### [WHAT IS EXPECTED]
If a line in the entries contains the string "LoggingConfig", include that line in your answer.

### [INPUT]
/// Which report producer implementation to use
#[derive(Clone, Copy, Debug, Default, PartialEq, Eq, Serialize, Deserialize)]
#[serde(rename_all = "lowercase")]
pub enum ProducerKind {
    /// Filter in-process and write a text summary report
    #[default]
    Builtin,
    /// Run an external report command per category
    Command,
}

/// Columns a dataset must expose for report generation
#[derive(Clone, Debug, PartialEq, Eq, Serialize, Deserialize)]
pub struct ColumnContract {
    /// "Review completed" date column; a blank value means the review is pending
    #[serde(default = "default_review_completed_column")]
    pub review_completed: String,

    /// "Pre-approval" date column; must be non-blank for a record to be in scope
    #[serde(default = "default_pre_approval_column")]
    pub pre_approval: String,

    /// Product name column matched against each category's product set
    #[serde(default = "default_product_column")]
    pub product: String,

    /// Optional column summarised in builtin reports (default: "PRE_APPROVED_USER")
    #[serde(default = "default_summary_column")]
    pub summary: Option<String>,
}

impl Default for ColumnContract {
    fn default() -> Self {
        Self {
            review_completed: default_review_completed_column(),
            pre_approval: default_pre_approval_column(),
            product: default_product_column(),
            summary: default_summary_column(),
        }
    }
}

impl ColumnContract {
    /// The columns whose absence makes generation fail
    pub fn required(&self) -> [&str; 3] {
        [
            self.review_completed.as_str(),
            self.pre_approval.as_str(),
            self.product.as_str(),
        ]
    }
}

/// Per-category report settings
#[derive(Clone, Debug, Serialize, Deserialize)]
pub struct CategoryConfig {
    /// Product names (exact, case-sensitive after trimming) that belong to the category
    pub products: Vec<String>,

    /// File name of the produced artifact
    pub artifact_name: String,

    /// Report command, used when `reports.producer = "command"`
    ///
    /// Invoked as `<command> <args...> <dataset> <output>`.
    #[serde(default)]
    pub command: Option<PathBuf>,

    /// Extra arguments placed before the dataset and output paths
    #[serde(default)]
    pub args: Vec<String>,
}

/// Report generation configuration
#[derive(Clone, Debug, Serialize, Deserialize)]
pub struct ReportsConfig {
    /// Producer implementation (default: builtin)
    #[serde(default)]
    pub producer: ProducerKind,

    /// Upper bound on one category's generation (default: 600 seconds)
    #[serde(default = "default_generation_timeout", with = "duration_serde")]
    pub generation_timeout: Duration,

    /// Required dataset columns
    #[serde(default)]
    pub columns: ColumnContract,

    /// Category A (Auto Finance)
    #[serde(default = "default_category_a")]
    pub category_a: CategoryConfig,

    /// Category B (Three Wheeler)
    #[serde(default = "default_category_b")]
    pub category_b: CategoryConfig,
}

impl Default for ReportsConfig {
    fn default() -> Self {
        Self {
            producer: ProducerKind::default(),
            generation_timeout: default_generation_timeout(),
            columns: ColumnContract::default(),
            category_a: default_category_a(),
            category_b: default_category_b(),
        }
    }
}

impl ReportsConfig {
    /// Settings for one category
    pub fn category(&self, category: Category) -> &CategoryConfig {
        match category {
            Category::A => &self.category_a,
            Category::B => &self.category_b,
        }
    }
}

/// Named recipient group, resolved to addresses through configuration
#[derive(Clone, Copy, Debug, PartialEq, Eq, PartialOrd, Ord, Hash, Serialize, Deserialize)]
#[serde(rename_all = "lowercase")]
pub enum RecipientGroup {
    /// General distribution list
    General,
    /// Group 1
    Group1,
    /// Group 2
    Group2,
    /// Group 3
    Group3,
    /// Group 4
    Group4,
    /// Group 5
    Group5,
}

impl RecipientGroup {
    /// Every group, in routing order
    pub const ALL: [RecipientGroup; 6] = [
        RecipientGroup::General,
        RecipientGroup::Group1,
        RecipientGroup::Group2,
        RecipientGroup::Group3,
        RecipientGroup::Group4,
        RecipientGroup::Group5,
    ];

    /// Lowercase identifier used in configuration and payloads
    pub fn as_str(self) -> &'static str {
        match self {
            RecipientGroup::General => "general",
            RecipientGroup::Group1 => "group1",
            RecipientGroup::Group2 => "group2",
            RecipientGroup::Group3 => "group3",
            RecipientGroup::Group4 => "group4",
            RecipientGroup::Group5 => "group5",
        }
    }

    /// Environment variable holding the comma-separated member list
    pub fn env_var(self) -> &'static str {
        match self {
            RecipientGroup::General => "GENERAL_EMAILS",
            RecipientGroup::Group1 => "GROUP1_EMAILS",
            RecipientGroup::Group2 => "GROUP2_EMAILS",
            RecipientGroup::Group3 => "GROUP3_EMAILS",
            RecipientGroup::Group4 => "GROUP4_EMAILS",
            RecipientGroup::Group5 => "GROUP5_EMAILS",
        }
    }
}

impl std::fmt::Display for RecipientGroup {
    fn fmt(&self, f: &mut std::fmt::Formatter<'_>) -> std::fmt::Result {
        f.write_str(self.as_str())
    }
}

/// Which recipient groups receive each scenario's message
#[derive(Clone, Debug, PartialEq, Eq, Serialize, Deserialize)]
pub struct RoutingConfig {
    /// Groups for the BOTH scenario
    #[serde(default = "default_all_groups")]
    pub both: Vec<RecipientGroup>,
    /// Groups for the ONLY_A scenario
    #[serde(default = "default_all_groups")]
    pub only_a: Vec<RecipientGroup>,
    /// Groups for the ONLY_B scenario
    #[serde(default = "default_all_groups")]
    pub only_b: Vec<RecipientGroup>,
    /// Groups for the NONE scenario
    #[serde(default = "default_all_groups")]
    pub none: Vec<RecipientGroup>,
}

impl Default for RoutingConfig {
    fn default() -> Self {
        Self {
            both: default_all_groups(),
            only_a: default_all_groups(),
            only_b: default_all_groups(),
            none: default_all_groups(),
        }
    }
}

impl RoutingConfig {
    /// Groups selected for a scenario
    pub fn groups_for(&self, scenario: Scenario) -> &[RecipientGroup] {
        match scenario {
            Scenario::Both => &self.both,
            Scenario::OnlyA => &self.only_a,
            Scenario::OnlyB => &self.only_b,
            Scenario::None => &self.none,
        }
    }
}

/// Addresses of each recipient group
#[derive(Clone, Debug, Default, PartialEq, Eq, Serialize, Deserialize)]
pub struct RecipientsConfig {
    /// General distribution list
    #[serde(default)]
    pub general: Vec<String>,
    /// Group 1 members
    #[serde(default)]
    pub group1: Vec<String>,
    /// Group 2 members
    #[serde(default)]
    pub group2: Vec<String>,
    /// Group 3 members
    #[serde(default)]
    pub group3: Vec<String>,
    /// Group 4 members
    #[serde(default)]
    pub group4: Vec<String>,
    /// Group 5 members
    #[serde(default)]
    pub group5: Vec<String>,
}

impl RecipientsConfig {
    /// Members of one group
    pub fn members(&self, group: RecipientGroup) -> &[String] {
        match group {
            RecipientGroup::General => &self.general,
            RecipientGroup::Group1 => &self.group1,
            RecipientGroup::Group2 => &self.group2,
            RecipientGroup::Group3 => &self.group3,
            RecipientGroup::Group4 => &self.group4,
            RecipientGroup::Group5 => &self.group5,
        }
    }

    /// Replace the members of one group
    pub fn set(&mut self, group: RecipientGroup, members: Vec<String>) {
        let slot = match group {
            RecipientGroup::General => &mut self.general,
            RecipientGroup::Group1 => &mut self.group1,
            RecipientGroup::Group2 => &mut self.group2,
            RecipientGroup::Group3 => &mut self.group3,
            RecipientGroup::Group4 => &mut self.group4,
            RecipientGroup::Group5 => &mut self.group5,
        };
        *slot = members;
    }
}

/// Notification transport
#[derive(Clone, Copy, Debug, Default, PartialEq, Eq, Serialize, Deserialize)]
#[serde(rename_all = "lowercase")]
pub enum NotifierKind {
    /// Record the dispatch as disabled without sending
    #[default]
    Disabled,
    /// POST the rendered message to a webhook
    Webhook,
}

/// Notification configuration
#[derive(Clone, Debug, Serialize, Deserialize)]
pub struct NotificationConfig {
    /// Transport (default: disabled)
    #[serde(default)]
    pub kind: NotifierKind,

    /// Webhook URL, required when `kind = "webhook"`
    #[serde(default)]
    pub webhook_url: Option<String>,

    /// Optional Authorization header value
    #[serde(default)]
    pub auth_header: Option<String>,

    /// Timeout for one delivery (default: 30 seconds)
    #[serde(default = "default_notification_timeout", with = "duration_serde")]
    pub timeout: Duration,

    /// Signature line of every message (default: "Credit Evaluation Team")
    #[serde(default = "default_signature")]
    pub signature: String,

    /// Group membership
    #[serde(default)]
    pub recipients: RecipientsConfig,

    /// Group selection per scenario
    #[serde(default)]
    pub routing: RoutingConfig,
}

impl Default for NotificationConfig {
    fn default() -> Self {
        Self {
            kind: NotifierKind::default(),
            webhook_url: None,
            auth_header: None,
            timeout: default_notification_timeout(),
            signature: default_signature(),
            recipients: RecipientsConfig::default(),
            routing: RoutingConfig::default(),
        }
    }
}

impl NotificationConfig {
    /// Distinct addresses of the given groups, in first-seen order
    pub fn resolve_recipients(&self, groups: &[RecipientGroup]) -> Vec<String> {
        let mut seen = std::collections::HashSet::new();
        groups
            .iter()
            .flat_map(|g| self.recipients.members(*g))
            .filter(|address| seen.insert(address.to_ascii_lowercase()))
            .cloned()
            .collect()
    }
}

/// Log output configuration
#[derive(Clone, Debug, Serialize, Deserialize)]
pub struct LoggingConfig {
    /// Default filter directive when RUST_LOG is unset (default: "info")
    #[serde(default = "default_log_level")]
    pub level: String,

    /// Also append to `paths.log_file` (default: true)
    #[serde(default = "default_true")]
    pub file: bool,
}

impl Default for LoggingConfig {
    fn default() -> Self {
        Self {
            level: default_log_level(),
            file: true,
        }
    }
}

### [SOLUTION TO THIS PROBLEM]
pub struct LoggingConfig {
impl Default for LoggingConfig {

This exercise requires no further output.